> **Activity**: From the records below, take each line where the string "contains" shows up and copy it.

-- Opening Marker --

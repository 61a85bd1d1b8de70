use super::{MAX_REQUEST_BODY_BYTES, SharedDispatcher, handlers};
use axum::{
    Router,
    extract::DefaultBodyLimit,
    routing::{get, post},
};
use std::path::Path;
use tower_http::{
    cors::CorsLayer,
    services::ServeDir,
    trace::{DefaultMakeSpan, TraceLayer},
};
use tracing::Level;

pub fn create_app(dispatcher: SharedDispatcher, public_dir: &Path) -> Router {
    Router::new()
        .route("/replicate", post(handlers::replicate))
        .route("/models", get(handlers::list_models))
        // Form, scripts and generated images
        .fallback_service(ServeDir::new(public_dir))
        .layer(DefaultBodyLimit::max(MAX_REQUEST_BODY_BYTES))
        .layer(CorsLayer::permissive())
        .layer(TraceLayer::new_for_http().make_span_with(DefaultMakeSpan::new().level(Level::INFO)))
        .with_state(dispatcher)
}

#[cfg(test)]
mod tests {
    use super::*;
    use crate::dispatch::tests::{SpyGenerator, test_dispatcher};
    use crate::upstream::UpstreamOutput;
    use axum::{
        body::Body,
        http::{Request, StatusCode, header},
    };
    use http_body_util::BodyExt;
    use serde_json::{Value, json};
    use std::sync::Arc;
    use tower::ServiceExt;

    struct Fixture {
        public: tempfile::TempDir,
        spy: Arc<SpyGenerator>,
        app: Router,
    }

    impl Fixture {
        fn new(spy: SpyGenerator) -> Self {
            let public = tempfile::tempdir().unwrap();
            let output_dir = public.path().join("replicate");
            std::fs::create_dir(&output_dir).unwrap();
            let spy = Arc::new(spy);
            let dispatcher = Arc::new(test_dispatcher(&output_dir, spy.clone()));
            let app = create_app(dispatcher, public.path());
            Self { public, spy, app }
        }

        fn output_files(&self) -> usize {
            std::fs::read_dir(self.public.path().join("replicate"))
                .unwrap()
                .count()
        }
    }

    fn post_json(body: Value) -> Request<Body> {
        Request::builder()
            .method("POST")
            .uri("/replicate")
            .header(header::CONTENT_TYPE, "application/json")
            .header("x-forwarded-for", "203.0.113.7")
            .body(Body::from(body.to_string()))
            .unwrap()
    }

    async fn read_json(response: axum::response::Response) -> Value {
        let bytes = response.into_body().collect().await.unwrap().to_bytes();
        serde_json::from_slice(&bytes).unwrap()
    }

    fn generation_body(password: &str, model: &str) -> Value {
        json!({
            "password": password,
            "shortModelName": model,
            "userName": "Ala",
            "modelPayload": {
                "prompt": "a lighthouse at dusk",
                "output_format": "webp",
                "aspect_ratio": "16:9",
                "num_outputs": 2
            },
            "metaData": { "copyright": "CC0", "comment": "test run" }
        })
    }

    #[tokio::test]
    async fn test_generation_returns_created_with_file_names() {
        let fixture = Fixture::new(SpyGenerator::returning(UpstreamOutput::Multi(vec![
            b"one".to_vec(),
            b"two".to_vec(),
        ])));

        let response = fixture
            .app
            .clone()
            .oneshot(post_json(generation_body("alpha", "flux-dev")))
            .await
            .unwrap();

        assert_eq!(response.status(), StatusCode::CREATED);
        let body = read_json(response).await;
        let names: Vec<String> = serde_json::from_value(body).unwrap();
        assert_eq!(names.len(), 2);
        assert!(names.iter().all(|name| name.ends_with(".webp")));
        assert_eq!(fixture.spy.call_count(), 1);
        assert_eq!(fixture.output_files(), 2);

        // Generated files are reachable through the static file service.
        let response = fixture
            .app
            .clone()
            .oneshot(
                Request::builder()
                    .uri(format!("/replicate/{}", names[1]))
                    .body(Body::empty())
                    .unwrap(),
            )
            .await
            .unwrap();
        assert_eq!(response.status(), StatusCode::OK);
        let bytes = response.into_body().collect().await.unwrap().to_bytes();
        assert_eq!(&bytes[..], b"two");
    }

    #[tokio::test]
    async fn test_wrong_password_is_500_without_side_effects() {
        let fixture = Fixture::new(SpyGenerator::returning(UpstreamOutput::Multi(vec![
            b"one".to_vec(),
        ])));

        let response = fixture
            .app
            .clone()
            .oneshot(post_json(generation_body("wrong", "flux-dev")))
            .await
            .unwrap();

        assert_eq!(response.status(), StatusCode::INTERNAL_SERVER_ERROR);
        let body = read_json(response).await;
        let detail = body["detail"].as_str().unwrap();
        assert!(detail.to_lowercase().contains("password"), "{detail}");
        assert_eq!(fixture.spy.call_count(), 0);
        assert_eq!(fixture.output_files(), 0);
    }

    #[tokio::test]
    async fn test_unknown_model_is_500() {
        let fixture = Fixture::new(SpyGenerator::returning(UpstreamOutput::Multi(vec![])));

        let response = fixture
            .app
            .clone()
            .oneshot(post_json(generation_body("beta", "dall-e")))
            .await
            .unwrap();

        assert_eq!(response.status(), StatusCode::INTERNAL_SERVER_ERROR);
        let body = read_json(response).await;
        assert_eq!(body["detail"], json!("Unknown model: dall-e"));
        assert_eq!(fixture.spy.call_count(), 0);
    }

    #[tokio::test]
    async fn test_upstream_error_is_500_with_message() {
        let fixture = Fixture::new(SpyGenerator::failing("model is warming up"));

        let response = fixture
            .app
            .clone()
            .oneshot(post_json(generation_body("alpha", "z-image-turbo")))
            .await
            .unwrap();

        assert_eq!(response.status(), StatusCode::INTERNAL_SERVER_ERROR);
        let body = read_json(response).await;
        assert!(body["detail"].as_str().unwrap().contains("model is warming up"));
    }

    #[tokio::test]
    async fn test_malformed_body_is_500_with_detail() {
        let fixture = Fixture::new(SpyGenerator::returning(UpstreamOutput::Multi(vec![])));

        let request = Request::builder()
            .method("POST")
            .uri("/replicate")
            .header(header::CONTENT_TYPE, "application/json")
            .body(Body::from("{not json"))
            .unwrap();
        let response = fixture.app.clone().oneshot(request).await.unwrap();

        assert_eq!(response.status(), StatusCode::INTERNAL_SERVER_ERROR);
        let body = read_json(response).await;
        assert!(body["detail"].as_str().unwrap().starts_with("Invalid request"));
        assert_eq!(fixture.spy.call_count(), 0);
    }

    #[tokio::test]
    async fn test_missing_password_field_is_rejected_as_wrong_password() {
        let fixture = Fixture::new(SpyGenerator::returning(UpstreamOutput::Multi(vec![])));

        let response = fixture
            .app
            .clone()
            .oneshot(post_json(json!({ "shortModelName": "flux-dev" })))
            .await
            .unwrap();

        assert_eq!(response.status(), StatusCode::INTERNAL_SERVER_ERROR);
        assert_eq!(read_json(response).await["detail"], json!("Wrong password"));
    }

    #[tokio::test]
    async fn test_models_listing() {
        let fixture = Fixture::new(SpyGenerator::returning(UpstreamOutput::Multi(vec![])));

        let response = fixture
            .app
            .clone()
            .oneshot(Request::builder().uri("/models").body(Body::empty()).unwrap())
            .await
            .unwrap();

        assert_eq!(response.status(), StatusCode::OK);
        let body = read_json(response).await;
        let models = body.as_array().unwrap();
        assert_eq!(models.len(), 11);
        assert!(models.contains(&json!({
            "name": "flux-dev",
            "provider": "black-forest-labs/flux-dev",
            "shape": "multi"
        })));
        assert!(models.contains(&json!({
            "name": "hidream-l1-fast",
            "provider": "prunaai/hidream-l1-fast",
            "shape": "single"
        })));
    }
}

-- Closing Marker --

> **Solution below**:
        assert!(detail.to_lowercase().contains("password"), "{detail}");
        assert!(body["detail"].as_str().unwrap().contains("model is warming up"));
        assert!(models.contains(&json!({
        assert!(models.contains(&json!({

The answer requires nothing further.